XI. It is further to be noted, that since, in those places in which that Law of Nations concerning the sea is not received, or is abolished, it is not to be inferred from the mere occupation of the land, that the sea is occupied : so also, that a mere mental act does not suffice for the occupation of the sea; but that there is need of some external act [as the presence of ships] by which the occupation may be understood to take place. And again, that if the possession which arose from occupation be given up by desertion, the sea forthwith returns to a state of nature; that is, to community of use; which was declared by Papinian to be the law respecting a shore not built on, and a fishery in a river.

XII. This is certain, that even he who holds the sea by occupation cannot prevent an unarmed and harmless navigation upon it; since even a transit of this character over land cannot be prohibited, which nevertheless is both less necessary, and more noxious*.

XIII. 1 The empire of the sea, claimed over a portion of it without any other property [on which it depends] might easily proceed from such claims as we have spoken of, nor do I conceive that the Law of Nations, of which we have spoken, would stand in the way. It has often been asserted and conceded; thus the Argives expostulated with the Athenians for allowing the Spartans to pass over the sea, whereas the treaty was that neither party should allow the enemies of the other to pass through their domain.
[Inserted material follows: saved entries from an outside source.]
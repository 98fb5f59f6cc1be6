//! Remaining-time presenter.
//!
//! Pure function of `(now, state, window)`; it never moves the state machine.

use std::fmt;

use chrono::{Duration, NaiveDateTime};
use serde::{Deserialize, Serialize};

use super::machine::SessionState;
use super::window::SessionWindow;

/// What the countdown is counting towards.
#[derive(Debug, Clone, Copy, PartialEq, Eq, Serialize, Deserialize)]
#[serde(rename_all = "snake_case")]
pub enum CountdownTarget {
    /// End of the running session.
    SessionEnd,
    /// Next occurrence of the session start.
    NextStart,
}

#[derive(Debug, Clone, Copy, PartialEq, Eq)]
pub struct Countdown {
    pub target: CountdownTarget,
    pub target_at: NaiveDateTime,
    /// Never negative.
    pub remaining: Duration,
}

impl Countdown {
    /// `None` while sessions are not running.
    pub fn compute(
        now: NaiveDateTime,
        state: SessionState,
        window: &SessionWindow,
    ) -> Option<Self> {
        let (target, target_at) = match state {
            SessionState::NotRunning => return None,
            SessionState::InSession { .. } => (CountdownTarget::SessionEnd, window.end),
            SessionState::Waiting | SessionState::PostSession { .. } => {
                (CountdownTarget::NextStart, window.next_start_after(now))
            }
        };
        let remaining = (target_at - now).max(Duration::zero());
        Some(Self {
            target,
            target_at,
            remaining,
        })
    }

    /// Label the terminal front end puts before the countdown.
    pub fn label(&self) -> &'static str {
        match self.target {
            CountdownTarget::SessionEnd => "Session time remaining:",
            CountdownTarget::NextStart => "Next session in:",
        }
    }
}

impl fmt::Display for Countdown {
    fn fmt(&self, f: &mut fmt::Formatter<'_>) -> fmt::Result {
        let total_secs = self.remaining.num_seconds();
        let hours = total_secs / 3600;
        let minutes = (total_secs % 3600) / 60;
        let seconds = total_secs % 60;
        match self.target {
            CountdownTarget::SessionEnd => {
                write!(f, "{}m {}s remaining", total_secs / 60, seconds)
            }
            CountdownTarget::NextStart if hours > 0 => write!(f, "{hours}h {minutes}m"),
            CountdownTarget::NextStart => write!(f, "{minutes}m {seconds}s"),
        }
    }
}

#[cfg(test)]
mod tests {
    use super::*;
    use crate::session::window::{EndTime, SessionPlan};
    use chrono::NaiveDate;

    fn day() -> NaiveDate {
        NaiveDate::from_ymd_opt(2026, 10, 16).unwrap()
    }

    fn at(h: u32, m: u32, s: u32) -> NaiveDateTime {
        day().and_hms_opt(h, m, s).unwrap()
    }

    fn window() -> SessionWindow {
        SessionPlan::new(EndTime::new(22, 0).unwrap(), 5).window_on(day())
    }

    #[test]
    fn in_session_counts_down_to_end() {
        let state = SessionState::InSession { day: day() };
        let c = Countdown::compute(at(21, 57, 30), state, &window()).unwrap();
        assert_eq!(c.target, CountdownTarget::SessionEnd);
        assert_eq!(c.to_string(), "2m 30s remaining");
    }

    #[test]
    fn in_session_past_end_clamps_to_zero() {
        let state = SessionState::InSession { day: day() };
        let c = Countdown::compute(at(22, 0, 5), state, &window()).unwrap();
        assert_eq!(c.to_string(), "0m 0s remaining");
    }

    #[test]
    fn waiting_more_than_an_hour_shows_hours() {
        let c = Countdown::compute(at(19, 30, 15), SessionState::Waiting, &window()).unwrap();
        assert_eq!(c.target, CountdownTarget::NextStart);
        assert_eq!(c.to_string(), "2h 24m");
    }

    #[test]
    fn waiting_under_an_hour_shows_seconds() {
        let c = Countdown::compute(at(21, 10, 20), SessionState::Waiting, &window()).unwrap();
        assert_eq!(c.to_string(), "44m 40s");
    }

    #[test]
    fn after_start_counts_to_tomorrow() {
        let state = SessionState::PostSession { day: day() };
        let c = Countdown::compute(at(22, 0, 0), state, &window()).unwrap();
        assert_eq!(c.target_at, at(21, 55, 0) + Duration::days(1));
        assert_eq!(c.to_string(), "23h 55m");
    }

    #[test]
    fn not_running_has_no_countdown() {
        assert!(Countdown::compute(at(12, 0, 0), SessionState::NotRunning, &window()).is_none());
    }

    #[test]
    fn labels_match_target() {
        let c = Countdown::compute(at(12, 0, 0), SessionState::Waiting, &window()).unwrap();
        assert_eq!(c.label(), "Next session in:");
    }
}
And in the truce, in the Peloponnesian war, the Megareans are permitted to navigate the sea contiguous to their and their allies' shores. So the sea is spoken of as part of the Roman empire, by Dio Cassius, Themistius, Appian, Dio Prusæensis, Virgil, Gellius. So the Massilians and the Sinopians.

2 The empire of a portion of the sea is, it would seem, acquired in the same way as other lordship; that is, as above stated, as belonging to a person, or as belonging to a territory: belonging to a person, when he has a fleet which commands that part of the sea; belonging to a territory, in so far as those who sail in that part of the sea can be compelled from the shore as if they were on land.

XIV. Hence he does nothing contrary to the Law of Nature and Nations, who, undertaking the care of assisting navigation by providing lighthouses and buoying sand-banks, imposes an equitable tax upon navigators; like the Roman Erythræan tax to meet the expense of the expedition against the pirates; and the passage dues which were levied by the Byzantines in their sea; and those which the Athenians levied in the same sea when they occupied Chrysopolis: [See Polybius.]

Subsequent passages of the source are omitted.